For a worst-case case study, consider the BlackBerry ( BB) phone, which was once a blockbuster product but quickly faded into obscurity as it got overtaken by, you guessed it, the iPhone. Shares of the company plummeted from about $140 to $7 in just a few years.

Is there any such single competitor threatening to turn the iPhone into the next BlackBerry? No imminent threat seems obvious today. And while Apple’s ecosystem does help insulate it from this risk, the point is that tech is a constantly shifting landscape and change can be swift and unforgiving.

Even without a single obvious threat on the horizon, iPhone revenue rose just 1.7% in Q3 2020. While that may be due in no small part to both demand and supply shocks stemming from the pandemic, slowing growth in the smartphone segment has been a broader problem since well before 2020 started throwing its vicious curveballs.

Content (not Apple) is king. Apple TV+ has positioned itself as a low-cost alternative to Netflix ( NFLX) among the growing list of new competitors in the area. For a monthly fee of just $4.99, it certainly is on the cheaper side of the streaming market.

How much Apple has invested in Apple TV+ to date isn’t exactly clear, but what is clear is that it likely wasn’t cheap: The streaming wars have created a bubble in the price of the Hollywood talent needed to produce quality original content, and if AAPL hopes to hold a candle to Disney ( DIS), Netflix, Hulu and Amazon.com ( AMZN), it will have to commit to spending billions annually to do so.

Although analysts estimated the service brought in more than 33 million subscribers by the end of 2019, it’s unclear how many of those subscribers are watching because the service was free.

The service is far too new to have a backlog of content like Netflix, and production of new shows has been dramatically slowed by the global economic shutdown. The longer production is paused and the closer those new subscribers come to the end of their free year of Apple TV+, the more crunched for content Apple will become.

Valuation. Apple’s trailing and forward price-to-earnings ratios are about in line with the broader market at around 30 and 25, respectively. For perspective, Apple is one of the most valuable publicly traded companies in the world, with a market capitalization around $1.7 trillion.

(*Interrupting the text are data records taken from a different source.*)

use shared::BadgeVariant;
use yew::prelude::*;

pub fn variant_classes(variant: BadgeVariant) -> &'static str {
    match variant {
        BadgeVariant::Default => "bg-blue-600 text-white border-transparent",
        BadgeVariant::Secondary => "bg-gray-100 text-gray-800 border-transparent",
        BadgeVariant::Destructive => "bg-red-600 text-white border-transparent",
        BadgeVariant::Outline => "bg-white text-gray-700 border-gray-300",
    }
}

#[derive(Properties, Clone, PartialEq)]
pub struct BadgeProps {
    pub label: AttrValue,
    pub variant: BadgeVariant,
}

#[function_component(Badge)]
pub fn badge(props: &BadgeProps) -> Html {
    html! {
        <span
            data-variant={props.variant.as_str()}
            class={classes!(
                "inline-flex", "items-center", "px-2.5", "py-0.5", "rounded-full", "border",
                "text-xs", "font-semibold", "capitalize",
                variant_classes(props.variant)
            )}
        >
            {&props.label}
        </span>
    }
}
use crate::api::matches::list_matches;
use crate::components::data_table::{Column, DataTable};
use crate::components::date_picker::DatePicker;
use crate::components::multi_select::MultiSelect;
use crate::components::page_shell::PageShell;
use crate::config::Config;
use chrono::NaiveDate;
use shared::date::{format_iso, format_long, parse_date};
use shared::models::matches::{status_options, tournament_options};
use shared::{EmptyState, FilterState, Match};
use std::rc::Rc;
use yew::prelude::*;

/// Filters applied before the table's own search.
#[derive(Debug, Clone, Default, PartialEq)]
pub struct MatchFilters {
    pub predicates: FilterState,
    pub from: Option<NaiveDate>,
    pub to: Option<NaiveDate>,
}

impl MatchFilters {
    pub fn apply(&self, matches: &[Match]) -> Vec<Match> {
        matches
            .iter()
            .filter(|m| self.predicates.matches_predicates(*m))
            .filter(|m| m.kicks_off_within(self.from, self.to))
            .cloned()
            .collect()
    }

    pub fn is_active(&self) -> bool {
        self.predicates.is_active() || self.from.is_some() || self.to.is_some()
    }

    fn selected(&self, field: &str) -> Vec<String> {
        self.predicates
            .predicate(field)
            .map(|set| set.iter().cloned().collect())
            .unwrap_or_default()
    }
}

fn columns() -> Vec<Column<Match>> {
    vec![
        Column::accessor("Fixture", "fixture"),
        Column::accessor("Tournament", "tournament"),
        Column::cell("Kick-off", |m: &Match| html! { {format_long(m.kickoff_date)} }),
        Column::accessor("Venue", "venue"),
        Column::accessor("Score", "score"),
        Column::badge("Status", "status"),
    ]
}

#[function_component(Matches)]
pub fn matches() -> Html {
    let config = use_memo((), |_| Config::view());
    let all = use_state(|| None::<Rc<Vec<Match>>>);
    let loading = use_state(|| true);
    let error = use_state(|| None::<String>);
    let filters = use_state(MatchFilters::default);
    let filter_generation = use_state(|| 0u32);
    let columns = use_memo((), |_| columns());

    {
        let all = all.clone();
        let loading = loading.clone();
        let error = error.clone();
        use_effect_with((), move |_| {
            wasm_bindgen_futures::spawn_local(async move {
                match list_matches().await {
                    Ok(list) => all.set(Some(Rc::new(list))),
                    Err(e) => error.set(Some(e)),
                }
                loading.set(false);
            });
            || ()
        });
    }

    let rows = {
        let all = (*all).clone();
        use_memo(((*filters).clone(), all), |(filters, all)| {
            all.as_ref().map(|list| Rc::new(filters.apply(list)))
        })
    };

    let tournaments = all
        .as_ref()
        .map(|list| tournament_options(list))
        .unwrap_or_default();

    // Every real change sends the table back to page 1.
    let set_filters = {
        let filters = filters.clone();
        let filter_generation = filter_generation.clone();
        Callback::from(move |next: MatchFilters| {
            if next != *filters {
                filter_generation.set(filter_generation.wrapping_add(1));
                filters.set(next);
            }
        })
    };

    let on_predicate = |field: &'static str| {
        let filters = filters.clone();
        let set_filters = set_filters.clone();
        Callback::from(move |values: Vec<String>| {
            let mut next = (*filters).clone();
            next.predicates.set_predicate(field, values);
            set_filters.emit(next);
        })
    };

    let on_from = {
        let filters = filters.clone();
        let set_filters = set_filters.clone();
        Callback::from(move |iso: Option<String>| {
            set_filters.emit(MatchFilters {
                from: iso.as_deref().and_then(parse_date),
                ..(*filters).clone()
            });
        })
    };

    let on_to = {
        let filters = filters.clone();
        let set_filters = set_filters.clone();
        Callback::from(move |iso: Option<String>| {
            set_filters.emit(MatchFilters {
                to: iso.as_deref().and_then(parse_date),
                ..(*filters).clone()
            });
        })
    };

    let on_reset = set_filters.reform(|_: MouseEvent| MatchFilters::default());

    let filter_bar = html! {
        <>
            <MultiSelect
                label="Tournament"
                options={tournaments}
                selected={filters.selected("tournament")}
                on_change={on_predicate("tournament")}
                max_chips={config.max_visible_chips}
                searchable=true
            />
            <MultiSelect
                label="Status"
                options={status_options()}
                selected={filters.selected("status")}
                on_change={on_predicate("status")}
                max_chips={config.max_visible_chips}
            />
            <div class="flex flex-col">
                <label for="matches-from" class="text-sm font-medium text-gray-700 mb-1">{"From"}</label>
                <DatePicker
                    id="matches-from"
                    value={filters.from.map(|d| AttrValue::from(format_iso(d)))}
                    on_change={on_from}
                    auto_parse_after={config.date_auto_parse_after}
                />
            </div>
            <div class="flex flex-col">
                <label for="matches-to" class="text-sm font-medium text-gray-700 mb-1">{"To"}</label>
                <DatePicker
                    id="matches-to"
                    value={filters.to.map(|d| AttrValue::from(format_iso(d)))}
                    on_change={on_to}
                    auto_parse_after={config.date_auto_parse_after}
                />
            </div>
            if filters.is_active() {
                <button onclick={on_reset} class="text-sm text-blue-600 hover:text-blue-800 py-2">
                    {"Reset filters"}
                </button>
            }
        </>
    };

    html! {
        <PageShell title="Matches" filters={filter_bar} error={(*error).clone()}>
            <DataTable<Match>
                rows={(*rows).clone()}
                {columns}
                loading={*loading}
                searchable=true
                search_placeholder="Search fixtures, tournaments or venues..."
                search_debounce_ms={config.search_debounce_ms}
                page_size={config.default_page_size}
                page_size_options={config.page_size_choices()}
                reset_key={*filter_generation}
                empty_state={EmptyState::new("No matches", "Scheduled fixtures appear here.")}
            />
        </PageShell>
    }
}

The fact is that the larger a company becomes, the harder it is to post market-beating growth. The reason why boils down to simple mathematics: If any company grows at a rate higher than gross domestic product for long enough, it’ll eventually overtake the economy of the entire world.

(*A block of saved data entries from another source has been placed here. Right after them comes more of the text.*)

use gloo::events::EventListener;
use shared::{MultiSelectState, PositioningStrategy, Rect, SelectOption};
use wasm_bindgen::JsCast;
use web_sys::{Element, HtmlInputElement, Node};
use yew::prelude::*;

/// Measures the trigger element in the live DOM.
pub struct DomTrigger<'a>(pub &'a NodeRef);

impl PositioningStrategy for DomTrigger<'_> {
    fn trigger_bounds(&self) -> Option<Rect> {
        let element = self.0.cast::<Element>()?;
        let bounds = element.get_bounding_client_rect();
        Some(Rect {
            x: bounds.left(),
            y: bounds.top(),
            width: bounds.width(),
            height: bounds.height(),
        })
    }
}

#[derive(Properties, Clone, PartialEq)]
pub struct MultiSelectProps {
    pub label: AttrValue,
    pub options: Vec<SelectOption>,
    pub selected: Vec<String>,
    pub on_change: Callback<Vec<String>>,
    #[prop_or(2)]
    pub max_chips: usize,
    /// Adds a text box above the options.
    #[prop_or_default]
    pub searchable: bool,
}

#[function_component(MultiSelect)]
pub fn multi_select(props: &MultiSelectProps) -> Html {
    let state = {
        let options = props.options.clone();
        let selected = props.selected.clone();
        let max_chips = props.max_chips;
        use_state(move || {
            MultiSelectState::new(options)
                .with_selected(selected)
                .with_max_chips(max_chips)
        })
    };
    let trigger_ref = use_node_ref();
    let dropdown_ref = use_node_ref();

    // The owner's selection and option list are authoritative.
    let mut current = (*state).clone();
    current.set_options(props.options.clone());
    current.sync_selected(props.selected.clone());

    {
        let state = state.clone();
        let trigger_ref = trigger_ref.clone();
        let dropdown_ref = dropdown_ref.clone();
        use_effect_with(state.is_open(), move |open| {
            let listener = open.then(|| {
                let document = gloo_utils::document();
                EventListener::new(&document, "mousedown", move |event| {
                    let target = event.target().and_then(|t| t.dyn_into::<Node>().ok());
                    let inside = |node_ref: &NodeRef| {
                        node_ref
                            .get()
                            .zip(target.as_ref())
                            .map(|(container, target)| container.contains(Some(target)))
                            .unwrap_or(false)
                    };
                    if !inside(&trigger_ref) && !inside(&dropdown_ref) {
                        let mut next = (*state).clone();
                        next.outside_click();
                        state.set(next);
                    }
                })
            });
            move || drop(listener)
        });
    }

    let on_toggle_open = {
        let state = state.clone();
        let current = current.clone();
        let trigger_ref = trigger_ref.clone();
        Callback::from(move |_: MouseEvent| {
            let mut next = current.clone();
            next.toggle_open(&DomTrigger(&trigger_ref));
            state.set(next);
        })
    };

    let emit_with = {
        let state = state.clone();
        let current = current.clone();
        let on_change = props.on_change.clone();
        move |change: Box<dyn Fn(&mut MultiSelectState)>| {
            let mut next = current.clone();
            change(&mut next);
            on_change.emit(next.selected_values().to_vec());
            state.set(next);
        }
    };

    let on_query = {
        let state = state.clone();
        let current = current.clone();
        Callback::from(move |e: InputEvent| {
            let input: HtmlInputElement = e.target_unchecked_into();
            let mut next = current.clone();
            next.set_query(input.value());
            state.set(next);
        })
    };

    let (chips, hidden) = current.chips();
    let trigger_content = if chips.is_empty() {
        html! { <span class="text-gray-500">{&props.label}</span> }
    } else {
        html! {
            <>
                {chips.into_iter().map(|(value, label)| {
                    let value = value.to_string();
                    let emit_with = emit_with.clone();
                    let on_remove = Callback::from(move |e: MouseEvent| {
                        e.stop_propagation();
                        let value = value.clone();
                        emit_with(Box::new(move |s: &mut MultiSelectState| {
                            s.remove(&value);
                        }));
                    });
                    html! {
                        <span class="inline-flex items-center px-2 py-0.5 rounded bg-blue-100 text-blue-800 text-xs mr-1">
                            {label}
                            <button type="button" onclick={on_remove} class="ml-1 text-blue-600 hover:text-blue-900" aria-label="Remove">
                                {"×"}
                            </button>
                        </span>
                    }
                }).collect::<Html>()}
                if let Some(summary) = current.summary() {
                    <span class="text-xs text-gray-600" title={summary.clone()}>
                        {format!("+{} · {}", hidden, summary)}
                    </span>
                }
            </>
        }
    };

    let dropdown = if current.is_open() {
        let style = current.position().map(|p| p.to_style()).unwrap_or_default();
        let on_clear_all = {
            let emit_with = emit_with.clone();
            Callback::from(move |_: MouseEvent| emit_with(Box::new(|s: &mut MultiSelectState| s.clear_all())))
        };
        let options = current
            .visible_options()
            .into_iter()
            .map(|option| {
                let checked = current.is_selected(&option.value);
                let value = option.value.clone();
                let emit_with = emit_with.clone();
                let on_toggle = Callback::from(move |_: Event| {
                    let value = value.clone();
                    emit_with(Box::new(move |s: &mut MultiSelectState| {
                        s.toggle_option(&value);
                    }));
                });
                html! {
                    <label key={option.value.clone()} class="flex items-center px-3 py-2 text-sm hover:bg-gray-50 cursor-pointer">
                        <input type="checkbox" class="mr-2" checked={checked} onchange={on_toggle} />
                        {&option.label}
                    </label>
                }
            })
            .collect::<Html>();
        let portal_host = gloo_utils::body();
        create_portal(
            html! {
                <div ref={dropdown_ref.clone()} style={style} class="z-50 bg-white border border-gray-200 rounded-md shadow-lg max-h-72 overflow-y-auto">
                    if props.searchable {
                        <div class="p-2 border-b border-gray-100">
                            <input
                                type="text"
                                value={current.query().to_string()}
                                oninput={on_query}
                                placeholder="Filter options"
                                class="w-full px-2 py-1 border border-gray-300 rounded text-sm"
                            />
                        </div>
                    }
                    {options}
                    <div class="border-t border-gray-100 px-3 py-2">
                        <button type="button" onclick={on_clear_all} class="text-xs text-gray-600 hover:text-gray-900">
                            {"Clear all"}
                        </button>
                    </div>
                </div>
            },
            portal_host.into(),
        )
    } else {
        html! {}
    };

    html! {
        <div class="relative inline-block">
            <button
                type="button"
                ref={trigger_ref}
                onclick={on_toggle_open}
                aria-expanded={current.is_open().to_string()}
                class="inline-flex items-center min-w-[10rem] px-3 py-2 border border-gray-300 rounded-md bg-white text-sm text-left"
            >
                {trigger_content}
            </button>
            {dropdown}
        </div>
    }
}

Clearly, AAPL isn’t at that stage yet, but these theoretical limits imposed by population, the velocity of money and other factors all come into play for companies like Apple and Facebook ( FB), with billions of users.

For this reason, Apple should clearly trade for less than 30 times earnings. Something in the low 20s seems more reasonable considering the company’s already significant size.

[See: Best Tech Stocks to Buy in a Recession.]

The Bottom Line: Should You Buy Apple Stock?

Apple is a great company. It’s one of the world’s biggest cash cows, and even in the midst of a global pandemic, AAPL continues to churn out profits for its investors. This company will be around for a long time, and this fact alone gives Apple shares value.

Still, its reliance on the iPhone — a legacy product that arguably hasn’t had a meaningful change to new models for years — is quite worrisome. And while CEO Tim Cook is a great financial engineer, he doesn’t seem to be a great actual engineer: Apple Watch is really the only meaningful new hardware product Cook has launched since becoming CEO in 2011 (excluding accessories like its wireless earbuds, AirPods).

Perhaps there’s not a whole lot more Apple can offer within the hardware space while remaining true to its focus and brand. If that’s the case, fine — but don’t take half-measures like trying to sell a $4.99-per-month, sparsely populated “me too” streaming platform like Apple TV+. Do something bold. Switch things up. Think different.

Yes, Apple is a great company and likely will be for a while. But now is not the best time to invest. Until the company figures out a better way to utilize its cash, or share prices get down to a more reasonable level, it’s best holding off on buying AAPL shares anywhere near 30 times earnings.